The most recent common of Neanderthals and anatomically modern humans has so far proved elusive. A recent study published in the Proceedings of the National Academy of Sciences used quantitative methods to focus on the shape of dental fossils - and found that NO known fossil species is compatible with a recent common ancestor. All late Early and Middle Pleistocene (2.59 million years to 781 to 126 thousand years ago) hominin taxa from Europe were shown to have Neanderthal dental affinities. The researchers also found evidence supporting an early divergence between Neanderthals and modern humans, as early as 1 million years ago. This is 500,000 years earlier than previous estimates.
The study’s authors used approximately 1,200 molars and premolars from 13 species of hominins. They used techniques in morphometric analysis (the structure of their features) and in phylogenetic statistics (the evolutionary relationships between groups of an organism) to reconstruct the dental morphology of the last common ancestor of Neanderthals and modern humans.
None of the hominins which are usually proposed as a common ancestor were found to suit. Often proposed ancestors include Homo heidelbergensis, H. erectus and H. antecessor, but none had a dental morphology fully compatible with the morphology expected of an ancestor of both humans and Neanderthals.

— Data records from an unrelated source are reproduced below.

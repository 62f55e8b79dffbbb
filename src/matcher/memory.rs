//! In-memory inverted index matcher.
//!
//! Each index is held as a collection: the stored fields of every
//! document in insertion order plus a postings map from term to the
//! documents containing it. Collections are immutable once built and are
//! swapped in whole, so a rebuild never exposes a half-populated index.
//!
//! Scoring is BM25 with OR semantics across query terms. A query term
//! contributes through every index term it reaches:
//!
//! - the identical term, weight `1.0`;
//! - terms it is a prefix of (when enabled), weight `0.375` decaying with the
//!   number of extra characters;
//! - terms within the fuzzy edit budget, weight `0.45` decaying with the edit
//!   distance.

use std::sync::Arc;

use ahash::{AHashMap, AHashSet};
use async_trait::async_trait;
use log::{debug, info, warn};
use parking_lot::RwLock;
use serde_json::{Map, Value};

use crate::analysis::{Tokenizer, UnicodeWordTokenizer};
use crate::document::Document;
use crate::document::value::stringify_value;
use crate::error::{HoplonError, Result};
use crate::matcher::traits::{
    Candidate, MatchOptions, Matcher, RecordPredicate, SuggestOptions, Suggestion,
};
use crate::schema::IndexConfig;
use crate::util::levenshtein::{levenshtein_distance_threshold, max_edits};

const K1: f64 = 1.2;
const B: f64 = 0.7;
const PREFIX_WEIGHT: f64 = 0.375;
const FUZZY_WEIGHT: f64 = 0.45;

#[derive(Debug)]
struct IndexedDocument {
    id: String,
    stored: Map<String, Value>,
    length: usize,
}

#[derive(Debug, Clone, Copy)]
struct Posting {
    doc: usize,
    frequency: u32,
}

/// The built state of one index.
#[derive(Debug, Default)]
struct Collection {
    documents: Vec<IndexedDocument>,
    postings: AHashMap<String, Vec<Posting>>,
    average_length: f64,
}

impl Collection {
    fn build(documents: &[Document], config: &IndexConfig, tokenizer: &dyn Tokenizer) -> Self {
        let mut collection = Collection::default();
        let mut seen: AHashSet<String> = AHashSet::with_capacity(documents.len());
        let mut total_length = 0usize;

        for document in documents {
            let Some(id) = document.id(&config.id_field) else {
                warn!(
                    "Skipping document without \"{}\" while building the index.",
                    config.id_field
                );
                continue;
            };
            if !seen.insert(id.clone()) {
                warn!("Skipping duplicate document id \"{id}\".");
                continue;
            }

            let ordinal = collection.documents.len();
            let mut frequencies: AHashMap<String, u32> = AHashMap::new();
            let mut length = 0usize;
            for field in &config.fields {
                let text = match document.get_field(field) {
                    None | Some(Value::Null) => continue,
                    Some(Value::String(s)) => s.clone(),
                    Some(other) => stringify_value(other),
                };
                for term in tokenizer.terms(&text) {
                    *frequencies.entry(term).or_insert(0) += 1;
                    length += 1;
                }
            }
            for (term, frequency) in frequencies {
                collection.postings.entry(term).or_default().push(Posting {
                    doc: ordinal,
                    frequency,
                });
            }

            let stored = config
                .store_fields
                .iter()
                .filter_map(|field| {
                    document
                        .get_field(field)
                        .map(|value| (field.clone(), value.clone()))
                })
                .collect();

            total_length += length;
            collection.documents.push(IndexedDocument { id, stored, length });
        }

        if !collection.documents.is_empty() {
            collection.average_length = total_length as f64 / collection.documents.len() as f64;
        }
        collection
    }

    /// Index terms reachable from a query term, with their weights.
    fn expand_term<'a>(&'a self, term: &str, prefix: bool, fuzzy: f64) -> Vec<(&'a str, f64)> {
        let term_len = term.chars().count();
        let edits = max_edits(term_len, fuzzy);
        let mut expansions: Vec<(&str, f64)> = Vec::new();

        if let Some((exact, _)) = self.postings.get_key_value(term) {
            expansions.push((exact.as_str(), 1.0));
        }

        if prefix || edits > 0 {
            for index_term in self.postings.keys() {
                if index_term == term {
                    continue;
                }
                let mut weight: f64 = 0.0;
                if prefix && index_term.starts_with(term) {
                    let extra = index_term.chars().count() - term_len;
                    weight = PREFIX_WEIGHT * term_len as f64 / (term_len as f64 + 0.3 * extra as f64);
                }
                if edits > 0 {
                    if let Some(distance) = levenshtein_distance_threshold(term, index_term, edits) {
                        let fuzzy_weight =
                            FUZZY_WEIGHT * term_len as f64 / (term_len + distance) as f64;
                        weight = weight.max(fuzzy_weight);
                    }
                }
                if weight > 0.0 {
                    expansions.push((index_term.as_str(), weight));
                }
            }
        }

        expansions.sort_by(|a, b| b.1.total_cmp(&a.1).then_with(|| a.0.cmp(b.0)));
        expansions
    }

    /// Score every document reached by `terms`. Each entry carries its own
    /// prefix flag so suggest can restrict prefix matching to the last term.
    ///
    /// With `browse` set, an empty term list returns every document in
    /// insertion order. Otherwise it matches nothing.
    fn search(
        &self,
        terms: &[(String, bool)],
        browse: bool,
        fuzzy: f64,
        filter: Option<&RecordPredicate>,
    ) -> Vec<Candidate> {
        let accepts = |fields: &Map<String, Value>| filter.is_none_or(|f| f(fields));

        if terms.is_empty() {
            if !browse {
                return Vec::new();
            }
            return self
                .documents
                .iter()
                .filter(|doc| accepts(&doc.stored))
                .map(|doc| Candidate {
                    id: doc.id.clone(),
                    score: 0.0,
                    terms: Vec::new(),
                    fields: doc.stored.clone(),
                })
                .collect();
        }

        let total = self.documents.len() as f64;
        let average_length = self.average_length.max(1.0);
        let mut scores: AHashMap<usize, (f64, Vec<String>)> = AHashMap::new();

        for (term, prefix) in terms {
            for (index_term, weight) in self.expand_term(term, *prefix, fuzzy) {
                let Some(postings) = self.postings.get(index_term) else {
                    continue;
                };
                let df = postings.len() as f64;
                let idf = (1.0 + (total - df + 0.5) / (df + 0.5)).ln();
                for posting in postings {
                    let length = self.documents[posting.doc].length as f64;
                    let tf = f64::from(posting.frequency);
                    let saturation =
                        tf * (K1 + 1.0) / (tf + K1 * (1.0 - B + B * length / average_length));

                    let entry = scores
                        .entry(posting.doc)
                        .or_insert_with(|| (0.0, Vec::new()));
                    entry.0 += weight * idf * saturation;
                    if !entry.1.iter().any(|t| t == index_term) {
                        entry.1.push(index_term.to_string());
                    }
                }
            }
        }

        let mut ranked: Vec<(usize, f64, Vec<String>)> = scores
            .into_iter()
            .filter(|(doc, _)| accepts(&self.documents[*doc].stored))
            .map(|(doc, (score, terms))| (doc, score, terms))
            .collect();
        ranked.sort_by(|a, b| b.1.total_cmp(&a.1).then_with(|| a.0.cmp(&b.0)));

        ranked
            .into_iter()
            .map(|(doc, score, terms)| {
                let document = &self.documents[doc];
                Candidate {
                    id: document.id.clone(),
                    score,
                    terms,
                    fields: document.stored.clone(),
                }
            })
            .collect()
    }
}

/// A [`Matcher`] keeping every index in process memory.
#[derive(Debug)]
pub struct InMemoryMatcher {
    tokenizer: Arc<dyn Tokenizer>,
    collections: RwLock<AHashMap<String, Arc<Collection>>>,
}

impl Default for InMemoryMatcher {
    fn default() -> Self {
        Self::new()
    }
}

impl InMemoryMatcher {
    /// Create a matcher using Unicode word tokenization.
    pub fn new() -> Self {
        Self::with_tokenizer(Arc::new(UnicodeWordTokenizer::new()))
    }

    /// Create a matcher with a custom tokenizer.
    pub fn with_tokenizer(tokenizer: Arc<dyn Tokenizer>) -> Self {
        InMemoryMatcher {
            tokenizer,
            collections: RwLock::new(AHashMap::new()),
        }
    }

    /// Number of documents held for an index.
    pub fn document_count(&self, index: &str) -> Option<usize> {
        self.collections
            .read()
            .get(index)
            .map(|collection| collection.documents.len())
    }

    fn collection(&self, index: &str) -> Result<Arc<Collection>> {
        self.collections
            .read()
            .get(index)
            .cloned()
            .ok_or_else(|| HoplonError::matcher(format!("Index \"{index}\" is not loaded")))
    }
}

#[async_trait]
impl Matcher for InMemoryMatcher {
    async fn build(
        &self,
        index: &str,
        documents: &[Document],
        config: &IndexConfig,
    ) -> Result<()> {
        let collection = Collection::build(documents, config, self.tokenizer.as_ref());
        info!(
            "Built index \"{index}\": {} documents, {} terms",
            collection.documents.len(),
            collection.postings.len()
        );
        self.collections
            .write()
            .insert(index.to_string(), Arc::new(collection));
        Ok(())
    }

    async fn query(
        &self,
        index: &str,
        query: &str,
        options: &MatchOptions,
    ) -> Result<Vec<Candidate>> {
        let collection = self.collection(index)?;
        let mut terms: Vec<(String, bool)> = Vec::new();
        for term in self.tokenizer.terms(query) {
            if !terms.iter().any(|(t, _)| *t == term) {
                terms.push((term, options.prefix));
            }
        }
        // Only a blank query browses; one that tokenizes to nothing matches nothing.
        let browse = query.trim().is_empty();
        let candidates =
            collection.search(&terms, browse, options.fuzzy, options.filter.as_ref());
        debug!(
            "Matched {} candidates in \"{index}\" for \"{query}\"",
            candidates.len()
        );
        Ok(candidates)
    }

    async fn suggest(
        &self,
        index: &str,
        query: &str,
        options: &SuggestOptions,
    ) -> Result<Vec<Suggestion>> {
        let collection = self.collection(index)?;
        let tokens = self.tokenizer.terms(query);
        if tokens.is_empty() || options.limit == 0 {
            return Ok(Vec::new());
        }
        let last = tokens.len() - 1;
        let terms: Vec<(String, bool)> = tokens
            .into_iter()
            .enumerate()
            .map(|(i, term)| (term, i == last))
            .collect();

        let mut suggestions: Vec<Suggestion> = Vec::new();
        let mut positions: AHashMap<String, usize> = AHashMap::new();
        for candidate in collection.search(&terms, false, options.fuzzy, options.filter.as_ref()) {
            let phrase = candidate.terms.join(" ");
            match positions.get(&phrase) {
                Some(&position) => suggestions[position].score += candidate.score,
                None => {
                    positions.insert(phrase.clone(), suggestions.len());
                    suggestions.push(Suggestion {
                        suggestion: phrase,
                        terms: candidate.terms,
                        score: candidate.score,
                    });
                }
            }
        }

        suggestions.sort_by(|a, b| b.score.total_cmp(&a.score));
        suggestions.truncate(options.limit);
        Ok(suggestions)
    }

    async fn has_index(&self, index: &str) -> bool {
        self.collections.read().contains_key(index)
    }

    async fn drop_index(&self, index: &str) -> Result<()> {
        if self.collections.write().remove(index).is_some() {
            info!("Dropped matcher state for index \"{index}\"");
        }
        Ok(())
    }
}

The study also found that the potential human ancestors discovered in Europe have structural features that make them closer to Neanderthals than to modern humans. This evidence suggests that the lineage that led to Neanderthals arose around 1 million years ago, while the divergence of humans took place earlier than thought. Previous studies had placed the divergence between 350,000 and 500,000 years ago.
The authors of this new research also argue that quantitative and statistical methods are a better way of determining human origins than descriptive analyses done in the past. Their methodology may also be used to study other body parts that are represented in the hominin fossil record.
The next step to potentially identifying the common ancestor could come from studying hominin fossils from Africa, though the fossil record from that particular era is meagre. The authors of the study believe that their quantitative approach aids the testing of hypotheses that use the dental fossil record. The same approach could be applied to other skeletal parts using 2D and 3D representations of the morphology of the species.